Dans les années 1970, le président français Valéry Giscard d’Estaing avait lancé le slogan «on n’a pas de pétrole mais on a des idées». C’était une réaction au choc pétrolier de l’époque et dont l’objectif était de mobiliser les ressources locales pour résister aux contrecoups de la hausse des prix de l’or noir. Avec la conjoncture actuelle, l’Algérie peut bien se prévaloir d’un slogan dz qui ressemblerait à un «on a du pétrole et on a des idées».
C’est d’autant d’actualité que Sonatrach vient de réaffirmer sa résolution de mettre en application sa stratégie en matière d’intégration nationale. En permettant, tel annoncé hier par son PDG, Toufik Hekkar, aux entreprises locales l’acquisition de projets EPC (Engineering Procurement Construction), la compagnie pétrolière affiche des intentions, si c’est réellement mis en œuvre, plus que louables.
Au-delà de l’effet d’annonce, cette ouverture pour les entreprises algériennes aux projets de Sonatrach va sans aucun doute avoir des effets positifs. Entre autres, il est question de la possibilité de l’émergence de compétences nationales dont les bénéfices pourront être perceptibles à court et à long terme. C’est également une occasion de soutenir le tissu industriel des PME et PMI, si important pour l’économie locale.

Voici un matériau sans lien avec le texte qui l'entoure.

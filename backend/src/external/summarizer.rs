//! AI summarizer client
//!
//! Generates the natural-language site summary through a generative
//! language API, trying models in order of preference. The scoring
//! pipeline never depends on this succeeding: a deterministic template
//! derived from the grade and the top constraint violation always
//! exists.

use reqwest::Client;
use serde::{Deserialize, Serialize};
use shared::{Grade, SuitabilityClass};

use crate::error::{AppError, AppResult};

/// Model identifiers tried in order of preference
const MODEL_PREFERENCE: [&str; 3] = [
    "gemini-2.0-flash",
    "gemini-2.0-flash-lite",
    "gemini-1.5-flash",
];

/// Provider tag for a summary produced without any API configured
pub const TEMPLATE_PROVIDER: &str = "template";

/// Provider tag when the live summarizer failed or timed out
pub const FALLBACK_PROVIDER: &str = "fallback-template";

/// Compact prompt view of one analysis, enough for a summary
#[derive(Debug, Clone)]
pub struct SummaryContext {
    pub lat: f64,
    pub lng: f64,
    pub score: u8,
    pub grade: Grade,
    pub suitability_class: SuitabilityClass,
    pub top_violation: Option<String>,
    pub solar_irradiance: f64,
    pub wind_speed: f64,
    pub elevation_m: f64,
    pub payback_years: f64,
    pub annual_savings: f64,
}

/// A generated summary with the provider that produced it
#[derive(Debug, Clone)]
pub struct Summary {
    pub text: String,
    pub provider: String,
}

/// Generative API client
#[derive(Clone)]
pub struct SummarizerClient {
    client: Client,
    base_url: String,
    api_key: String,
}

#[derive(Debug, Serialize)]
struct GenerateRequest {
    contents: Vec<Content>,
}

#[derive(Debug, Serialize)]
struct Content {
    parts: Vec<Part>,
}

#[derive(Debug, Serialize)]
struct Part {
    text: String,
}

#[derive(Debug, Deserialize)]
struct GenerateResponse {
    candidates: Vec<Candidate>,
}

#[derive(Debug, Deserialize)]
struct Candidate {
    content: CandidateContent,
}

#[derive(Debug, Deserialize)]
struct CandidateContent {
    parts: Vec<CandidatePart>,
}

#[derive(Debug, Deserialize)]
struct CandidatePart {
    text: String,
}

impl SummarizerClient {
    /// Create a new SummarizerClient
    pub fn new(base_url: String, api_key: String) -> Self {
        Self {
            client: Client::new(),
            base_url,
            api_key,
        }
    }

    pub fn is_configured(&self) -> bool {
        !self.api_key.is_empty()
    }

    /// Generate a summary. Without an API key the deterministic
    /// template is used directly; with one, models are tried in order
    /// and an error is returned only when all of them fail.
    pub async fn summarize(&self, ctx: &SummaryContext) -> AppResult<Summary> {
        if !self.is_configured() {
            tracing::info!("summarizer not configured, using template summary");
            return Ok(Summary {
                text: template_summary(ctx),
                provider: TEMPLATE_PROVIDER.to_string(),
            });
        }

        let prompt = build_prompt(ctx);
        let mut last_err: Option<anyhow::Error> = None;

        for model in MODEL_PREFERENCE {
            match self.generate(model, &prompt).await {
                Ok(text) => {
                    tracing::info!("summary generated via {model}");
                    return Ok(Summary {
                        text,
                        provider: model.to_string(),
                    });
                }
                Err(e) => {
                    tracing::warn!("summarizer model {model} failed: {e}");
                    last_err = Some(e);
                }
            }
        }

        Err(AppError::SummarizerUnavailable(
            last_err
                .map(|e| e.to_string())
                .unwrap_or_else(|| "no models configured".to_string()),
        ))
    }

    async fn generate(&self, model: &str, prompt: &str) -> anyhow::Result<String> {
        let url = format!(
            "{}/models/{}:generateContent?key={}",
            self.base_url, model, self.api_key
        );
        let body = GenerateRequest {
            contents: vec![Content {
                parts: vec![Part {
                    text: prompt.to_string(),
                }],
            }],
        };

        let response = self
            .client
            .post(&url)
            .json(&body)
            .send()
            .await?
            .error_for_status()?;

        let data: GenerateResponse = response.json().await?;
        data.candidates
            .first()
            .and_then(|c| c.content.parts.first())
            .map(|p| p.text.trim().to_string())
            .filter(|t| !t.is_empty())
            .ok_or_else(|| anyhow::anyhow!("empty candidate response"))
    }
}

fn build_prompt(ctx: &SummaryContext) -> String {
    let violation_note = match &ctx.top_violation {
        Some(v) => format!("\nHard constraint violated: {v}"),
        None => String::new(),
    };
    format!(
        "You are an expert in renewable energy site evaluation.\n\n\
         Analyze this location and provide a concise (3-4 sentence), professional and \
         actionable recommendation for a solar installation.\n\n\
         Location: {:.4}, {:.4}\n\
         Placement Score: {}/100 (grade {})\n\
         Payback Period: {:.1} years\n\
         Solar Irradiance: {:.2} kWh/m²/day\n\
         Wind Speed: {:.1} m/s\n\
         Elevation: {:.0} m\n\
         Estimated Annual Savings: {:.0}{violation_note}\n\n\
         Address the site suitability, the key factor driving the score, practical \
         advice for maximizing yield, and the investment outlook. Keep it concise and data-driven.",
        ctx.lat,
        ctx.lng,
        ctx.score,
        ctx.grade,
        ctx.payback_years,
        ctx.solar_irradiance,
        ctx.wind_speed,
        ctx.elevation_m,
        ctx.annual_savings,
    )
}

/// Deterministic rule-based summary used whenever the live summarizer
/// is unavailable. Pure function of the context.
pub fn template_summary(ctx: &SummaryContext) -> String {
    if let Some(violation) = &ctx.top_violation {
        return format!(
            "This location is not suitable for a solar installation (score: {}/100, class: {}). \
             Blocking issue: {}. Consider a different site or a smaller system.",
            ctx.score, ctx.suitability_class, violation
        );
    }

    let (suitability, outlook) = match ctx.suitability_class {
        SuitabilityClass::Excellent => ("an excellent", "The investment outlook is very strong"),
        SuitabilityClass::Good => ("a good", "The investment outlook is favorable"),
        SuitabilityClass::Moderate => ("a moderate", "The investment outlook is acceptable"),
        SuitabilityClass::Poor | SuitabilityClass::Unsuitable => (
            "a below-average",
            "Consider alternative sites for better returns",
        ),
    };

    let payback_note = if ctx.payback_years.is_finite() {
        format!(
            "a payback period of approximately {:.1} years",
            ctx.payback_years
        )
    } else {
        "no payback at the current tariff".to_string()
    };

    format!(
        "This location has {suitability} solar energy potential (score: {}/100, grade {}) \
         with solar irradiance of {:.1} kWh/m²/day and wind speed of {:.1} m/s. \
         Estimated annual savings of {:.0} give {payback_note}. \
         {outlook}.",
        ctx.score, ctx.grade, ctx.solar_irradiance, ctx.wind_speed, ctx.annual_savings,
    )
}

L’annonce du PDG de Sonatrach va surtout permettre de détrôner les nombreuses compagnies de services étrangères, à l’instar de Schlumberger (France), Haliburton (Etats-Unis), JGC (Japon) ou encore Petrofac (Grande-Bretagne), qui s’étaient appropriées, et depuis de nombreuses années, le marché des EPC. Les chiffres donnés par Toufik Hekkar en sont la meilleure illustration. Six milliards de dollars ont été engloutis, juste en 2019, dans des contrats projet en EPC avec ces compagnies étrangères ! Près de 60 ans après l’Indépendance, et après avoir formé des millions de diplômés, l’Algérie continuait encore d’accepter d’être spoliée. Il fallait mettre le holà.
La double crise engendrée par la Covid-19 et la chute des cours de pétrole est venue obliger Sonatrach à fermer ses vannes dont le pays a si peu profité. Le manque à gagner, avec la diminution des recettes, peut être un stimulant pour redonner espoir aux nombreuses ressources humaines locales. L’indépendance passe aussi par ce chemin.